Bengtson has repositioned islands after spring ice-out and replanted some with native swamp grass after geese devoured the plants. He came up with goose protection by using recycled farm fence netting.

“One island was used by loons this year,” Hughes noted. “For about four summers, they did what they were supposed to do. U of M students came several times in the summers to take samples to see how much phosphorus was being used by the plants. We didn’t expect to see changes in the lake on a big scale.”

A few times storms or wave action moved the small islands and they had to be repositioned. This last winter they were severely battered by ice, Hughes said.


“About half of them (among them the two largest ones) were in danger of sinking so low they were ineffective and hard to see by boaters,” Hughes said.

Seven of these floating islands were removed this summer. It wasn’t easy.

“The answer came down to a bunch of U of M students, an old chainsaw, trailer for transport and even a tractor to assist in the unloading process,” said Bengtson. “What we thought would be a long process was greatly reduced by some creative thinking and a little luck.”

Some of the lessons were: the islands need to be placed in a more sheltered area; the smaller ones held up better than the larger ones and were easier to remove; wildlife like them; and they are effective at taking phosphorus out of the lake.

“We don’t know if it’s economically feasible to put more floating islands on the lake to make a measurable difference in a lake’s phosphorus,” Hughes noted. “Preventing phosphorus from getting into the lake in the first place is best.”

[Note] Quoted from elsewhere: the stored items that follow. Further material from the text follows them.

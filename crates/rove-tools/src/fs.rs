//! read_file and write_file
//!
//! Relative paths resolve against the task's working directory; absolute
//! paths are used as given.

use std::io;
use std::path::{Path, PathBuf};

use tracing::instrument;

use crate::error::{ToolError, ToolErrorKind, ToolResult};
use crate::output::{truncate_output, MAX_OUTPUT_BYTES};

// errno values shared by Linux and macOS
const EISDIR: i32 = 21;
const ENOSPC: i32 = 28;
const EROFS: i32 = 30;

pub fn resolve(working_dir: &Path, path: &str) -> PathBuf {
    working_dir.join(path)
}

#[instrument(skip(working_dir))]
pub async fn read_file(working_dir: &Path, path: &str) -> ToolResult {
    let full = resolve(working_dir, path);
    match tokio::fs::read(&full).await {
        Ok(bytes) => {
            tracing::debug!("Read {} bytes from {}", bytes.len(), full.display());
            Ok(truncate_output(&String::from_utf8_lossy(&bytes), MAX_OUTPUT_BYTES))
        }
        Err(e) => Err(read_error(path, &e)),
    }
}

#[instrument(skip(working_dir, content), fields(bytes = content.len()))]
pub async fn write_file(working_dir: &Path, path: &str, content: &str) -> ToolResult {
    let full = resolve(working_dir, path);
    match tokio::fs::write(&full, content.as_bytes()).await {
        Ok(()) => Ok(format!(
            "Successfully wrote {} bytes to {}",
            content.len(),
            path
        )),
        Err(e) => Err(write_error(path, &e)),
    }
}

/// Describe a failed read
pub fn read_error(path: &str, err: &io::Error) -> ToolError {
    match (err.kind(), err.raw_os_error()) {
        (io::ErrorKind::NotFound, _) => {
            ToolError::new(ToolErrorKind::NotFound, format!("Error: File not found: {}", path))
        }
        (io::ErrorKind::PermissionDenied, _) => ToolError::new(
            ToolErrorKind::PermissionDenied,
            format!("Error: Permission denied reading {}", path),
        ),
        (_, Some(EISDIR)) => ToolError::new(
            ToolErrorKind::IsDirectory,
            format!("Error: {} is a directory, not a file", path),
        ),
        _ => ToolError::new(
            ToolErrorKind::Io,
            format!("Error: Failed to read {}: {}", path, err),
        ),
    }
}

/// Describe a failed write
pub fn write_error(path: &str, err: &io::Error) -> ToolError {
    match (err.kind(), err.raw_os_error()) {
        (io::ErrorKind::NotFound, _) => ToolError::new(
            ToolErrorKind::MissingParentDirectory,
            format!("Error: Directory does not exist for {}", path),
        ),
        (io::ErrorKind::PermissionDenied, _) => ToolError::new(
            ToolErrorKind::PermissionDenied,
            format!("Error: Permission denied writing {}", path),
        ),
        (_, Some(ENOSPC)) => ToolError::new(
            ToolErrorKind::OutOfSpace,
            format!("Error: No space left on device writing {}", path),
        ),
        (_, Some(EISDIR)) => ToolError::new(
            ToolErrorKind::IsDirectory,
            format!("Error: {} is a directory, not a file", path),
        ),
        (_, Some(EROFS)) => ToolError::new(
            ToolErrorKind::ReadOnlyFilesystem,
            format!("Error: Read-only file system, cannot write {}", path),
        ),
        _ => ToolError::new(
            ToolErrorKind::Io,
            format!("Error: Failed to write {}: {}", path, err),
        ),
    }
}

#[cfg(test)]
mod tests {
    use super::*;

    #[tokio::test]
    async fn test_write_then_read_relative_to_working_dir() {
        let dir = tempfile::tempdir().unwrap();

        let written = write_file(dir.path(), "notes.txt", "hello rove").await.unwrap();
        assert_eq!(written, "Successfully wrote 10 bytes to notes.txt");

        let read = read_file(dir.path(), "notes.txt").await.unwrap();
        assert_eq!(read, "hello rove");
        assert!(dir.path().join("notes.txt").exists());
    }

    #[tokio::test]
    async fn test_read_missing_file() {
        let dir = tempfile::tempdir().unwrap();
        let err = read_file(dir.path(), "nope.txt").await.unwrap_err();
        assert_eq!(err.kind, ToolErrorKind::NotFound);
        assert_eq!(err.message, "Error: File not found: nope.txt");
    }

    #[tokio::test]
    async fn test_write_into_missing_directory() {
        let dir = tempfile::tempdir().unwrap();
        let err = write_file(dir.path(), "missing/dir/file.txt", "x").await.unwrap_err();
        assert_eq!(err.kind, ToolErrorKind::MissingParentDirectory);
        assert!(err.message.starts_with("Error:"));
    }

    #[tokio::test]
    async fn test_write_onto_directory() {
        let dir = tempfile::tempdir().unwrap();
        std::fs::create_dir(dir.path().join("sub")).unwrap();
        let err = write_file(dir.path(), "sub", "x").await.unwrap_err();
        assert_eq!(err.kind, ToolErrorKind::IsDirectory);
    }

    #[tokio::test]
    async fn test_read_large_file_is_truncated() {
        let dir = tempfile::tempdir().unwrap();
        std::fs::write(dir.path().join("big.txt"), "x".repeat(MAX_OUTPUT_BYTES + 10)).unwrap();
        let read = read_file(dir.path(), "big.txt").await.unwrap();
        assert!(read.contains("10 bytes omitted"));
    }

    #[test]
    fn test_permission_denied_message() {
        let err = write_error(
            "/root/forbidden.txt",
            &io::Error::from(io::ErrorKind::PermissionDenied),
        );
        assert_eq!(err.kind, ToolErrorKind::PermissionDenied);
        assert!(err.message.starts_with("Error: Permission denied"));

        let err = read_error("secret", &io::Error::from(io::ErrorKind::PermissionDenied));
        assert!(err.message.starts_with("Error: Permission denied"));
    }

    #[test]
    fn test_errno_classification() {
        let err = write_error("f", &io::Error::from_raw_os_error(ENOSPC));
        assert_eq!(err.kind, ToolErrorKind::OutOfSpace);

        let err = write_error("f", &io::Error::from_raw_os_error(EROFS));
        assert_eq!(err.kind, ToolErrorKind::ReadOnlyFilesystem);

        let err = write_error("f", &io::Error::new(io::ErrorKind::Other, "weird"));
        assert_eq!(err.kind, ToolErrorKind::Io);
        assert!(err.message.contains("weird"));
    }
}
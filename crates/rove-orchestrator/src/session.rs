//! Per-task state and the report handed back to the caller

use std::path::{Path, PathBuf};

use chrono::{DateTime, Utc};
use rove_core::Message;
use serde::Serialize;
use uuid::Uuid;

use crate::state_machine::{transition, Action, Event, State};

/// How a task ended
#[derive(Debug, Clone, PartialEq, Eq, Serialize)]
#[serde(tag = "status", rename_all = "snake_case")]
pub enum TaskOutcome {
    /// The model called `done`
    Completed { summary: String },
    /// The turn budget ran out first
    Exhausted,
    /// The model stopped calling tools
    IdleExit { reply: Option<String> },
}

impl std::fmt::Display for TaskOutcome {
    fn fmt(&self, f: &mut std::fmt::Formatter<'_>) -> std::fmt::Result {
        match self {
            Self::Completed { .. } => write!(f, "completed"),
            Self::Exhausted => write!(f, "exhausted"),
            Self::IdleExit { .. } => write!(f, "idle_exit"),
        }
    }
}

/// Result of one task run
#[derive(Debug, Clone, Serialize)]
pub struct TaskReport {
    pub run_id: Uuid,
    pub outcome: TaskOutcome,
    /// Model-call turns performed
    pub turns: usize,
    pub transcript: Vec<Message>,
    pub started_at: DateTime<Utc>,
    pub finished_at: DateTime<Utc>,
}

impl TaskReport {
    pub fn is_completed(&self) -> bool {
        matches!(self.outcome, TaskOutcome::Completed { .. })
    }

    pub fn duration(&self) -> chrono::Duration {
        self.finished_at - self.started_at
    }
}

/// Mutable state for one task invocation
#[derive(Debug)]
pub struct TaskSession {
    pub run_id: Uuid,
    pub working_dir: PathBuf,
    pub transcript: Vec<Message>,
    pub max_turns: usize,
    pub started_at: DateTime<Utc>,
    state: State,
}

impl TaskSession {
    pub fn new(working_dir: &Path, max_turns: usize, system_prompt: &str) -> Self {
        Self {
            run_id: Uuid::new_v4(),
            working_dir: working_dir.to_path_buf(),
            transcript: vec![Message::system(system_prompt)],
            max_turns,
            started_at: Utc::now(),
            state: State::Enhancing,
        }
    }

    pub fn state(&self) -> &State {
        &self.state
    }

    /// Turns started so far
    pub fn turn_count(&self) -> usize {
        match &self.state {
            State::Enhancing | State::Failed { .. } => 0,
            State::Running { turn } => *turn,
            State::Completed { turns, .. }
            | State::Exhausted { turns }
            | State::IdleExit { turns, .. } => *turns,
        }
    }

    pub fn is_completed(&self) -> bool {
        matches!(self.state, State::Completed { .. })
    }

    /// Append to the transcript
    pub fn push(&mut self, message: Message) {
        self.transcript.push(message);
    }

    /// Feed `event` to the state machine and log the resulting actions
    pub fn apply(&mut self, event: Event) -> &State {
        let state = std::mem::replace(&mut self.state, State::Enhancing);
        let (next, actions) = transition(state, event);
        for action in actions {
            match action {
                Action::RequestTurn { turn } => {
                    tracing::info!("=== Turn {} of {} ===", turn, self.max_turns)
                }
                Action::LogActivity { message } => tracing::info!("{}", message),
            }
        }
        if let State::Failed { error } = &next {
            tracing::error!("Task entered failed state: {}", error);
        }
        self.state = next;
        &self.state
    }

    /// Consume a finished session into its report
    ///
    /// Returns `None` while the session is still running or has failed.
    pub fn into_report(self) -> Option<TaskReport> {
        let turns = self.turn_count();
        let outcome = match self.state {
            State::Completed { summary, .. } => TaskOutcome::Completed { summary },
            State::Exhausted { .. } => TaskOutcome::Exhausted,
            State::IdleExit { reply, .. } => TaskOutcome::IdleExit { reply },
            State::Enhancing | State::Running { .. } | State::Failed { .. } => return None,
        };

        Some(TaskReport {
            run_id: self.run_id,
            outcome,
            turns,
            transcript: self.transcript,
            started_at: self.started_at,
            finished_at: Utc::now(),
        })
    }
}
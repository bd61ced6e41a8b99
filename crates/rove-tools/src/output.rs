//! Output size limits

/// Largest tool output kept in the transcript
pub const MAX_OUTPUT_BYTES: usize = 100 * 1024;

/// Keep the head of `text`, noting how much was cut
pub fn truncate_output(text: &str, max_bytes: usize) -> String {
    if text.len() <= max_bytes {
        return text.to_string();
    }

    let mut cut = max_bytes;
    while !text.is_char_boundary(cut) {
        cut -= 1;
    }

    format!(
        "{}\n\n[... output truncated: {} bytes omitted]",
        &text[..cut],
        text.len() - cut
    )
}
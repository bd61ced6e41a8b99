//! Tool results

use thiserror::Error;

/// What went wrong inside a tool
#[derive(Debug, Clone, Copy, PartialEq, Eq)]
pub enum ToolErrorKind {
    UnknownTool,
    InvalidArguments,
    NotFound,
    PermissionDenied,
    MissingParentDirectory,
    OutOfSpace,
    IsDirectory,
    ReadOnlyFilesystem,
    Io,
    CommandFailed,
    CommandTimedOut,
    Network,
    Model,
}

/// A failed tool call
///
/// `message` is exactly what goes into the transcript.
#[derive(Error, Debug, Clone, PartialEq, Eq)]
#[error("{message}")]
pub struct ToolError {
    pub kind: ToolErrorKind,
    pub message: String,
}

impl ToolError {
    pub fn new(kind: ToolErrorKind, message: impl Into<String>) -> Self {
        Self {
            kind,
            message: message.into(),
        }
    }

    pub fn unknown_tool(name: &str) -> Self {
        Self::new(ToolErrorKind::UnknownTool, format!("Error: Unknown tool: {}", name))
    }

    pub fn invalid_arguments(tool: &str, detail: impl std::fmt::Display) -> Self {
        Self::new(
            ToolErrorKind::InvalidArguments,
            format!("Error: Invalid arguments for {}: {}", tool, detail),
        )
    }
}

/// Output of one tool call: text for the model either way
pub type ToolResult = std::result::Result<String, ToolError>;
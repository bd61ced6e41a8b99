//! # rove-tools
//!
//! The fixed tool set offered to the model.
//!
//! [`ToolKind`] is a closed enum: every declared tool has a handler, checked
//! by the compiler. [`ToolRegistry::dispatch`] parses the model's JSON
//! arguments and runs the handler against an explicit working directory.
//!
//! Handlers never panic and never propagate. Failures come back as a
//! [`ToolError`] whose message is the text the model sees.

pub mod command;
mod error;
pub mod fs;
pub mod image;
mod output;
mod registry;
pub mod web;

pub use error::{ToolError, ToolErrorKind, ToolResult};
pub use output::{truncate_output, MAX_OUTPUT_BYTES};
pub use registry::{
    acknowledge_done, SearchEndpoints, ToolInvocation, ToolKind, ToolRegistry, ToolServices,
};
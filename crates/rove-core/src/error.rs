//! Unified error types for Rove

use thiserror::Error;

/// Low-level network failure categories that retry predicates care about
#[derive(Debug, Clone, Copy, PartialEq, Eq)]
pub enum NetworkErrorKind {
    ConnectionReset,
    ConnectionRefused,
    Dns,
    Other,
}

impl std::fmt::Display for NetworkErrorKind {
    fn fmt(&self, f: &mut std::fmt::Formatter<'_>) -> std::fmt::Result {
        match self {
            Self::ConnectionReset => write!(f, "connection reset"),
            Self::ConnectionRefused => write!(f, "connection refused"),
            Self::Dns => write!(f, "dns resolution failed"),
            Self::Other => write!(f, "network error"),
        }
    }
}

/// Unified error type for all Rove operations
#[derive(Error, Debug)]
pub enum RoveError {
    // Startup errors
    #[error("Configuration error: {0}")]
    Config(String),

    // Remote errors
    #[error("API error {status}: {message}")]
    Api { status: u16, message: String },

    #[error("Network error ({kind}): {message}")]
    Network {
        kind: NetworkErrorKind,
        message: String,
    },

    #[error("Request timeout: {0}")]
    Timeout(String),

    #[error("Invalid response: {0}")]
    InvalidResponse(String),

    // Tool errors
    #[error("Tool error: {0}")]
    Tool(String),

    // I/O errors
    #[error("I/O error: {0}")]
    Io(#[from] std::io::Error),

    #[error("Serialization error: {0}")]
    Serialization(#[from] serde_json::Error),

    // Generic
    #[error("{0}")]
    Other(String),
}

impl RoveError {
    /// HTTP status carried by this error, if any
    pub fn status(&self) -> Option<u16> {
        match self {
            Self::Api { status, .. } => Some(*status),
            _ => None,
        }
    }

    /// HTTP 429
    pub fn is_rate_limited(&self) -> bool {
        self.status() == Some(429)
    }

    /// HTTP 5xx
    pub fn is_server_error(&self) -> bool {
        self.status().is_some_and(|s| s >= 500)
    }

    /// Connection reset, connection refused, DNS failure, or any timeout.
    ///
    /// Errors that only describe themselves in text still count as timeouts
    /// when their message mentions one.
    pub fn is_connection_failure(&self) -> bool {
        match self {
            Self::Timeout(_) => true,
            Self::Network { kind, .. } => *kind != NetworkErrorKind::Other,
            other => other.to_string().to_lowercase().contains("timeout"),
        }
    }
}

/// Result type alias using RoveError
pub type Result<T> = std::result::Result<T, RoveError>;
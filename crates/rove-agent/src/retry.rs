//! Resilient LLM calls

use rove_core::retry::{with_retry, Backoff, RetryPolicy};
use rove_core::{AssistantReply, ChatRequest, Result, RoveError};
use tracing::{instrument, warn};

use crate::model::ChatModel;

/// Rate limiting, server errors, and connection failures are worth retrying
pub fn is_retryable_llm_error(err: &RoveError) -> bool {
    err.is_rate_limited() || err.is_server_error() || err.is_connection_failure()
}

/// Log line for a failed attempt that is about to be retried
///
/// Rate limiting is reported separately from other failures.
fn retry_message(err: &RoveError, attempt: u32) -> String {
    if err.is_rate_limited() {
        format!("LLM rate limited (429) on attempt {}, backing off", attempt)
    } else {
        format!("LLM call failed on attempt {}: {}", attempt, err)
    }
}

/// Call `model` with retries under `backoff`
///
/// No timeout is added here; the model's transport has its own.
#[instrument(skip_all, fields(model = %request.model))]
pub async fn complete_with_retry<M>(
    model: &M,
    request: &ChatRequest,
    backoff: Backoff,
) -> Result<AssistantReply>
where
    M: ChatModel + ?Sized,
{
    let policy = RetryPolicy::new(backoff, is_retryable_llm_error)
        .on_retry(|err, attempt| warn!("{}", retry_message(err, attempt)));

    with_retry(&policy, || model.complete(request)).await
}
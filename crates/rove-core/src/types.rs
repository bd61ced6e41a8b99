//! Transcript messages and the chat-completion wire shape
//!
//! The transcript is the request body: `Message` serializes straight into the
//! `messages[]` array an OpenAI-compatible endpoint expects.

use serde::{Deserialize, Serialize};

/// One transcript entry, tagged by `role`
#[derive(Debug, Clone, PartialEq, Serialize, Deserialize)]
#[serde(tag = "role", rename_all = "lowercase")]
pub enum Message {
    System {
        content: String,
    },
    User {
        content: MessageContent,
    },
    Assistant {
        #[serde(default, skip_serializing_if = "Option::is_none")]
        content: Option<String>,
        #[serde(default, skip_serializing_if = "Vec::is_empty")]
        tool_calls: Vec<ToolCall>,
    },
    Tool {
        content: String,
        tool_call_id: String,
    },
}

impl Message {
    pub fn system(content: impl Into<String>) -> Self {
        Self::System {
            content: content.into(),
        }
    }

    pub fn user(content: impl Into<String>) -> Self {
        Self::User {
            content: MessageContent::Text(content.into()),
        }
    }

    /// Multimodal user message
    pub fn user_parts(parts: Vec<ContentPart>) -> Self {
        Self::User {
            content: MessageContent::Parts(parts),
        }
    }

    pub fn assistant(content: impl Into<String>) -> Self {
        Self::Assistant {
            content: Some(content.into()),
            tool_calls: Vec::new(),
        }
    }

    pub fn tool(tool_call_id: impl Into<String>, content: impl Into<String>) -> Self {
        Self::Tool {
            content: content.into(),
            tool_call_id: tool_call_id.into(),
        }
    }
}

/// User content: plain text or an ordered list of parts
#[derive(Debug, Clone, PartialEq, Serialize, Deserialize)]
#[serde(untagged)]
pub enum MessageContent {
    Text(String),
    Parts(Vec<ContentPart>),
}

/// One part of a multimodal user message
#[derive(Debug, Clone, PartialEq, Serialize, Deserialize)]
#[serde(tag = "type", rename_all = "snake_case")]
pub enum ContentPart {
    Text { text: String },
    ImageUrl { image_url: ImageUrl },
}

impl ContentPart {
    pub fn text(text: impl Into<String>) -> Self {
        Self::Text { text: text.into() }
    }

    pub fn image(source: &ImageSource) -> Self {
        Self::ImageUrl {
            image_url: ImageUrl {
                url: source.to_url(),
            },
        }
    }
}

#[derive(Debug, Clone, PartialEq, Serialize, Deserialize)]
pub struct ImageUrl {
    pub url: String,
}

/// Where an image comes from
#[derive(Debug, Clone, PartialEq, Eq)]
pub enum ImageSource {
    /// Base64-encoded bytes with their MIME type
    Inline { mime: String, data: String },
    /// Remote image the endpoint fetches itself
    Url(String),
}

impl ImageSource {
    /// URL form sent on the wire (`data:` URL for inline bytes)
    pub fn to_url(&self) -> String {
        match self {
            Self::Inline { mime, data } => format!("data:{};base64,{}", mime, data),
            Self::Url(url) => url.clone(),
        }
    }
}

/// A tool invocation requested by the model
#[derive(Debug, Clone, PartialEq, Serialize, Deserialize)]
pub struct ToolCall {
    pub id: String,
    #[serde(rename = "type", default = "function_type")]
    pub call_type: String,
    pub function: FunctionCall,
}

#[derive(Debug, Clone, PartialEq, Serialize, Deserialize)]
pub struct FunctionCall {
    pub name: String,
    /// JSON-encoded argument object, exactly as the model produced it
    #[serde(default)]
    pub arguments: String,
}

fn function_type() -> String {
    "function".to_string()
}

impl ToolCall {
    pub fn new(id: impl Into<String>, name: impl Into<String>, arguments: impl Into<String>) -> Self {
        Self {
            id: id.into(),
            call_type: function_type(),
            function: FunctionCall {
                name: name.into(),
                arguments: arguments.into(),
            },
        }
    }

    pub fn name(&self) -> &str {
        &self.function.name
    }
}

/// Schema describing one callable tool to the model
#[derive(Debug, Clone, PartialEq, Serialize, Deserialize)]
pub struct ToolDeclaration {
    pub name: String,
    pub description: String,
    /// JSON schema of the argument object
    pub parameters: serde_json::Value,
}

/// `{type: "function", function: ToolDeclaration}` as sent in `tools[]`
#[derive(Debug, Clone, PartialEq, Serialize, Deserialize)]
pub struct ToolSpec {
    #[serde(rename = "type")]
    pub spec_type: String,
    pub function: ToolDeclaration,
}

impl From<ToolDeclaration> for ToolSpec {
    fn from(function: ToolDeclaration) -> Self {
        Self {
            spec_type: function_type(),
            function,
        }
    }
}

#[derive(Debug, Clone, Copy, PartialEq, Eq, Serialize, Deserialize)]
#[serde(rename_all = "lowercase")]
pub enum ToolChoice {
    Auto,
    None,
}

/// Chat-completion request body
#[derive(Debug, Clone, PartialEq, Serialize, Deserialize)]
pub struct ChatRequest {
    pub model: String,
    pub messages: Vec<Message>,
    #[serde(default, skip_serializing_if = "Option::is_none")]
    pub tools: Option<Vec<ToolSpec>>,
    #[serde(default, skip_serializing_if = "Option::is_none")]
    pub tool_choice: Option<ToolChoice>,
}

impl ChatRequest {
    /// Plain request with no tools offered
    pub fn new(model: impl Into<String>, messages: Vec<Message>) -> Self {
        Self {
            model: model.into(),
            messages,
            tools: None,
            tool_choice: None,
        }
    }

    /// Offer `declarations` with `tool_choice = auto`
    pub fn with_tools(mut self, declarations: &[ToolDeclaration]) -> Self {
        self.tools = Some(declarations.iter().cloned().map(ToolSpec::from).collect());
        self.tool_choice = Some(ToolChoice::Auto);
        self
    }
}

/// The first choice's message of a chat-completion response
#[derive(Debug, Clone, Default, PartialEq, Serialize, Deserialize)]
pub struct AssistantReply {
    #[serde(default)]
    pub content: Option<String>,
    #[serde(default, deserialize_with = "null_as_empty")]
    pub tool_calls: Vec<ToolCall>,
}

fn null_as_empty<'de, D>(deserializer: D) -> std::result::Result<Vec<ToolCall>, D::Error>
where
    D: serde::Deserializer<'de>,
{
    Ok(Option::<Vec<ToolCall>>::deserialize(deserializer)?.unwrap_or_default())
}

impl AssistantReply {
    pub fn text(content: impl Into<String>) -> Self {
        Self {
            content: Some(content.into()),
            tool_calls: Vec::new(),
        }
    }

    pub fn with_calls(tool_calls: Vec<ToolCall>) -> Self {
        Self {
            content: None,
            tool_calls,
        }
    }

    pub fn has_tool_calls(&self) -> bool {
        !self.tool_calls.is_empty()
    }

    /// Trimmed text content, `None` when absent or blank
    pub fn text_content(&self) -> Option<&str> {
        self.content
            .as_deref()
            .map(str::trim)
            .filter(|s| !s.is_empty())
    }

    /// Transcript form of this reply
    pub fn into_message(self) -> Message {
        Message::Assistant {
            content: self.content,
            tool_calls: self.tool_calls,
        }
    }
}

/// Chat-completion response body (only the fields Rove reads)
#[derive(Debug, Clone, Deserialize)]
pub struct ChatResponse {
    #[serde(default)]
    pub choices: Vec<Choice>,
}

#[derive(Debug, Clone, Deserialize)]
pub struct Choice {
    pub message: AssistantReply,
    #[serde(default)]
    pub finish_reason: Option<String>,
}

impl ChatResponse {
    pub fn into_reply(self) -> Option<AssistantReply> {
        self.choices.into_iter().next().map(|c| c.message)
    }
}
//! # rove-core
//!
//! Core types for the Rove single-agent tool loop.
//!
//! Rove drives one LLM conversation against one repository: the model either
//! calls a tool or answers, and the loop keeps going until the model signals
//! `done` or the turn budget runs out.
//!
//! ## Contents
//!
//! - [`RoveError`] - the unified error type shared by every crate
//! - [`config`] - layered configuration (defaults, `.rove/config.toml`, env)
//! - [`retry`] - exponential backoff engine used for every network call
//! - [`fail_open`] - graceful degradation for non-critical calls
//! - [`types`] - transcript messages and the chat-completion wire shape

pub mod config;
mod error;
pub mod fail_open;
pub mod retry;
pub mod types;

pub use config::RoveConfig;
pub use error::{NetworkErrorKind, Result, RoveError};
pub use retry::{retry_all, with_retry, Backoff, RetryPolicy};
pub use types::*;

Bengtson is experimenting with a new idea to refloat a saturated island by creating a PVC cradle that may extend the life of the islands.

Some Fleming Lake residents participated in “Adopt-An-Island” started in 2017. Bengtson jumped on board with that, got the word out and caretakers were found for five or six of the islands.


“We felt a little defeated, but we learned a lot from the experiment,” said Hughes.

The removed islands are being stored pending a future use. There is already talk of them being used for erosion control.

That sounds like a new project idea and grant writing assignment.

As always, stopping the spread of invasive species to lakes and rivers, and protecting habitat for native species is important. Overall lake and river health is better without invasive species. Healthy lakes and rivers benefit fish, wildlife and people. Remember, “Clean, Drain, Dry and Dispose.”